En 1989 MURAT déclare à Jean-Marc THEVENET : « Je suis presque exclusivement un nostalgique mais attention un nostalgique dynamique. J’ai toujours un œil dans le rétro.  Dans le présent je me noie et l’avenir c’est abstrait, ça n’existe pas. Je voudrais savoir d’où je viens ». 

Le 15 novembre 2011, évoquant son refus de faire du cinéma, le chantre Auvergnat confie à Jean-Marc LE SOUARNEC : « Je suis resté en état de nostalgie de côtoyer KIESLOWSKI« .

En 1835 le mot « nostalgie » apparaît pour la première fois dans le dictionnaire de l’Académie Française : « Maladie causée par un désir violent de rentrer dans sa patrie ». En 1840 CHATEAUBRIAND lui donne une signification toute autre : « La nostalgie est le regret du pays natal ».  De nos jours la nostalgie est un sentiment de regret du temps passé ou des lieux disparus. On y associe des sentiments agréables, de belles images. Le regret de l’enfance est bien souvent le principal sujet de nostalgie de notre vie à tous.

Dans « Le mythe de Sisyphe » Albert CAMUS clame : « La pensée d’un homme est avant tout sa nostalgie ». L’écrivain Grégoire LACROIX écrit : « On commence à vieillir quand on a la nostalgie des moments qui n’ont jamais existé ».

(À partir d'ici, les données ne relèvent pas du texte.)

//! Service health and connection state

use chrono::{DateTime, Utc};
use serde::{Deserialize, Serialize};
use std::fmt;

/// Result of one health probe against one service
#[derive(Debug, Clone, PartialEq, Serialize, Deserialize)]
#[serde(rename_all = "camelCase")]
pub struct ServiceHealthCheck {
    pub service_name: String,
    pub reachable: bool,
    pub latency_ms: u64,
    pub endpoint: String,
    pub checked_at: DateTime<Utc>,
}

/// Health of every known service from the latest probe round
#[derive(Debug, Clone, Default, PartialEq, Serialize, Deserialize)]
#[serde(rename_all = "camelCase")]
pub struct HealthRecord {
    pub services: Vec<ServiceHealthCheck>,
    /// `None` until the first probe round completes
    pub checked_at: Option<DateTime<Utc>>,
}

impl HealthRecord {
    pub fn from_checks(services: Vec<ServiceHealthCheck>, checked_at: DateTime<Utc>) -> Self {
        Self {
            services,
            checked_at: Some(checked_at),
        }
    }

    /// True when at least one probe ran and every probed service answered
    pub fn all_reachable(&self) -> bool {
        !self.services.is_empty() && self.services.iter().all(|s| s.reachable)
    }

    pub fn unreachable(&self) -> impl Iterator<Item = &ServiceHealthCheck> {
        self.services.iter().filter(|s| !s.reachable)
    }
}

/// Coarse connection indicator exposed to the presentation layer
#[derive(Debug, Clone, Copy, PartialEq, Eq, Hash, Serialize, Deserialize)]
#[serde(rename_all = "lowercase")]
pub enum ConnectionState {
    Connected,
    /// Connected, but at least one service failed its last probe
    Degraded,
    Disconnected,
}

impl fmt::Display for ConnectionState {
    fn fmt(&self, f: &mut fmt::Formatter<'_>) -> fmt::Result {
        let s = match self {
            ConnectionState::Connected => "connected",
            ConnectionState::Degraded => "degraded",
            ConnectionState::Disconnected => "disconnected",
        };
        write!(f, "{}", s)
    }
}

#[cfg(test)]
mod tests {
    use super::*;

    fn check(name: &str, reachable: bool) -> ServiceHealthCheck {
        ServiceHealthCheck {
            service_name: name.to_string(),
            reachable,
            latency_ms: 12,
            endpoint: format!("http://{}.local", name),
            checked_at: Utc::now(),
        }
    }

    #[test]
    fn test_all_reachable() {
        let healthy = HealthRecord::from_checks(vec![check("a", true), check("b", true)], Utc::now());
        assert!(healthy.all_reachable());

        let degraded =
            HealthRecord::from_checks(vec![check("a", true), check("b", false)], Utc::now());
        assert!(!degraded.all_reachable());
        assert_eq!(degraded.unreachable().count(), 1);
    }

    #[test]
    fn test_empty_record_is_not_healthy() {
        assert!(!HealthRecord::default().all_reachable());
    }
}
//! Push events carried on the topic bus

use chrono::{DateTime, Utc};
use serde::{Deserialize, Serialize};

/// Topic carrying synthesized market ticks
pub const MARKET_DATA_TOPIC: &str = "market-data";

/// Topic carrying risk alerts
pub const RISK_ALERTS_TOPIC: &str = "risk-alerts";

/// An immutable event published on a topic
///
/// Fields are private so an event cannot be altered after construction;
/// producers build it with [`DomainEvent::new`].
#[derive(Debug, Clone, PartialEq, Serialize, Deserialize)]
#[serde(rename_all = "camelCase")]
pub struct DomainEvent {
    topic: String,
    partition_hint: i32,
    sequence: u64,
    emitted_at: DateTime<Utc>,
    key: String,
    payload: serde_json::Value,
}

impl DomainEvent {
    pub fn new(
        topic: impl Into<String>,
        partition_hint: i32,
        sequence: u64,
        emitted_at: DateTime<Utc>,
        key: impl Into<String>,
        payload: serde_json::Value,
    ) -> Self {
        Self {
            topic: topic.into(),
            partition_hint,
            sequence,
            emitted_at,
            key: key.into(),
            payload,
        }
    }

    pub fn topic(&self) -> &str {
        &self.topic
    }

    pub fn partition_hint(&self) -> i32 {
        self.partition_hint
    }

    pub fn sequence(&self) -> u64 {
        self.sequence
    }

    pub fn emitted_at(&self) -> DateTime<Utc> {
        self.emitted_at
    }

    pub fn key(&self) -> &str {
        &self.key
    }

    pub fn payload(&self) -> &serde_json::Value {
        &self.payload
    }
}

/// Market tick payload published on [`MARKET_DATA_TOPIC`]
#[derive(Debug, Clone, PartialEq, Serialize, Deserialize)]
pub struct MarketTick {
    pub symbol: String,
    pub price: f64,
    pub volume: u64,
}

#[cfg(test)]
mod tests {
    use super::*;
    use serde_json::json;

    #[test]
    fn test_event_accessors() {
        let now = Utc::now();
        let event = DomainEvent::new(
            MARKET_DATA_TOPIC,
            2,
            7,
            now,
            "AAPL",
            json!({"symbol": "AAPL", "price": 190.5, "volume": 1200}),
        );

        assert_eq!(event.topic(), "market-data");
        assert_eq!(event.partition_hint(), 2);
        assert_eq!(event.sequence(), 7);
        assert_eq!(event.emitted_at(), now);
        assert_eq!(event.key(), "AAPL");

        let tick: MarketTick = serde_json::from_value(event.payload().clone()).unwrap();
        assert_eq!(tick.symbol, "AAPL");
        assert_eq!(tick.volume, 1200);
    }
}
//! Core types for the risk dashboard data layer
//!
//! This crate defines the shared data structures used across the dashboard
//! services: risk metrics, alerts, push events, health records and the
//! assembled snapshot.

pub mod alert;
pub mod error;
pub mod event;
pub mod health;
pub mod metrics;
pub mod query;
pub mod snapshot;

pub use alert::{push_bounded, Alert, AlertSeverity};
pub use error::{DashboardError, DashboardResult};
pub use event::{DomainEvent, MarketTick, MARKET_DATA_TOPIC, RISK_ALERTS_TOPIC};
pub use health::{ConnectionState, HealthRecord, ServiceHealthCheck};
pub use metrics::{BreakdownEntry, MetricsRecord, PortfolioAnalysis, SeriesPoint};
pub use query::{
    InvokeResponse, QueryDescriptor, QueryResult, QueryShape, RemoteFunction,
    RISK_BREAKDOWN_QUERY, VAR_HISTORY_QUERY,
};
pub use snapshot::{Snapshot, VAR_SERIES};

Le poète Guy DUMOULIN nous donne une autre version de la nostalgie qu’il décrit ainsi : « La nostalgie c’est la paix/Quand du passé/On a tout oublié/De ce qui nous faisait espérer/Meilleur/Notre avenir/Quand tous comptes  réglés/Quand tous fardeaux posés/On sait ce qu’on aimait ».

Dans  »Le cours ordinaire des choses » (2011) MURAT  chante : « Chanter est façon d’être au monde/Chanter est ma façon d’aimer/Mon cœur est sorti de la ronde/Chanter est ma façon d’errer » (…) « L’obscurité m’entoure Solange/Rien de nouveau Margot/Cher ange garde ton orange/Chanter est ma façon d’être en haut ». Ces mots ne sont que « nostalgie » … A y regarder de plus près, voilà qui nous situe entre :   »Ange déchu » et … Amour qui n’est plus … N’est-y pas « Margot » (???)

Le mot de la fin je le laisse à Jean-Louis BERGHEAUD qui, pour « Globe Hebdo » en novembre 1993, confie à Sylvain ROSENTHAL : « J’ai été élevé en grande partie par mon grand-père, un paysan, et j’en éprouve une immense nostalgie ».

Chut !

***

Ajout le 25 novembre 2014 …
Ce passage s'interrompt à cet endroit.